EXERCISE: Nothing in the records should be altered; retype them all exactly.
::::
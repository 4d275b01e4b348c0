use ethica_reconcile::ReconcileError;
use ethica_shared::{EthicaError, RecordId};
use thiserror::Error;

#[derive(Debug, Error)]
pub enum ClientError {
    /// The request never got a usable answer (connect, timeout, body read).
    #[error("Transport error: {0}")]
    Transport(String),

    #[error("Server responded {status}: {body}")]
    Status { status: u16, body: String },

    #[error("Decode error: {0}")]
    Decode(#[from] serde_json::Error),

    #[error("Unknown status: {0}")]
    UnknownStatus(RecordId),

    #[error("Reconcile error: {0}")]
    Reconcile(#[from] ReconcileError),

    #[error("Protocol error: {0}")]
    Protocol(#[from] EthicaError),

    #[error("Lock poisoned: {0}")]
    LockPoisoned(String),

    #[error("Notice surface closed")]
    NoticeClosed,
}

impl ClientError {
    /// The server took the request but its answer could not be read, so the
    /// change it carried has to be assumed applied.
    pub fn accepted_by_server(&self) -> bool {
        matches!(self, Self::Decode(_))
    }
}

impl From<reqwest::Error> for ClientError {
    fn from(e: reqwest::Error) -> Self {
        match e.status() {
            Some(status) => Self::Status {
                status: status.as_u16(),
                body: e.to_string(),
            },
            None => Self::Transport(e.to_string()),
        }
    }
}

/// Convenience alias used throughout the crate.
pub type Result<T> = std::result::Result<T, ClientError>;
::::
SOLUTION TO THE PROBLEM:
repository 4d275b01e4b348c0
use ethica_reconcile::ReconcileError;
use ethica_shared::{EthicaError, RecordId};
use thiserror::Error;

#[derive(Debug, Error)]
pub enum ClientError {
    /// The request never got a usable answer (connect, timeout, body read).
    #[error("Transport error: {0}")]
    Transport(String),

    #[error("Server responded {status}: {body}")]
    Status { status: u16, body: String },

    #[error("Decode error: {0}")]
    Decode(#[from] serde_json::Error),

    #[error("Unknown status: {0}")]
    UnknownStatus(RecordId),

    #[error("Reconcile error: {0}")]
    Reconcile(#[from] ReconcileError),

    #[error("Protocol error: {0}")]
    Protocol(#[from] EthicaError),

    #[error("Lock poisoned: {0}")]
    LockPoisoned(String),

    #[error("Notice surface closed")]
    NoticeClosed,
}

impl ClientError {
    /// The server took the request but its answer could not be read, so the
    /// change it carried has to be assumed applied.
    pub fn accepted_by_server(&self) -> bool {
        matches!(self, Self::Decode(_))
    }
}

impl From<reqwest::Error> for ClientError {
    fn from(e: reqwest::Error) -> Self {
        match e.status() {
            Some(status) => Self::Status {
                status: status.as_u16(),
                body: e.to_string(),
            },
            None => Self::Transport(e.to_string()),
        }
    }
}

/// Convenience alias used throughout the crate.
pub type Result<T> = std::result::Result<T, ClientError>;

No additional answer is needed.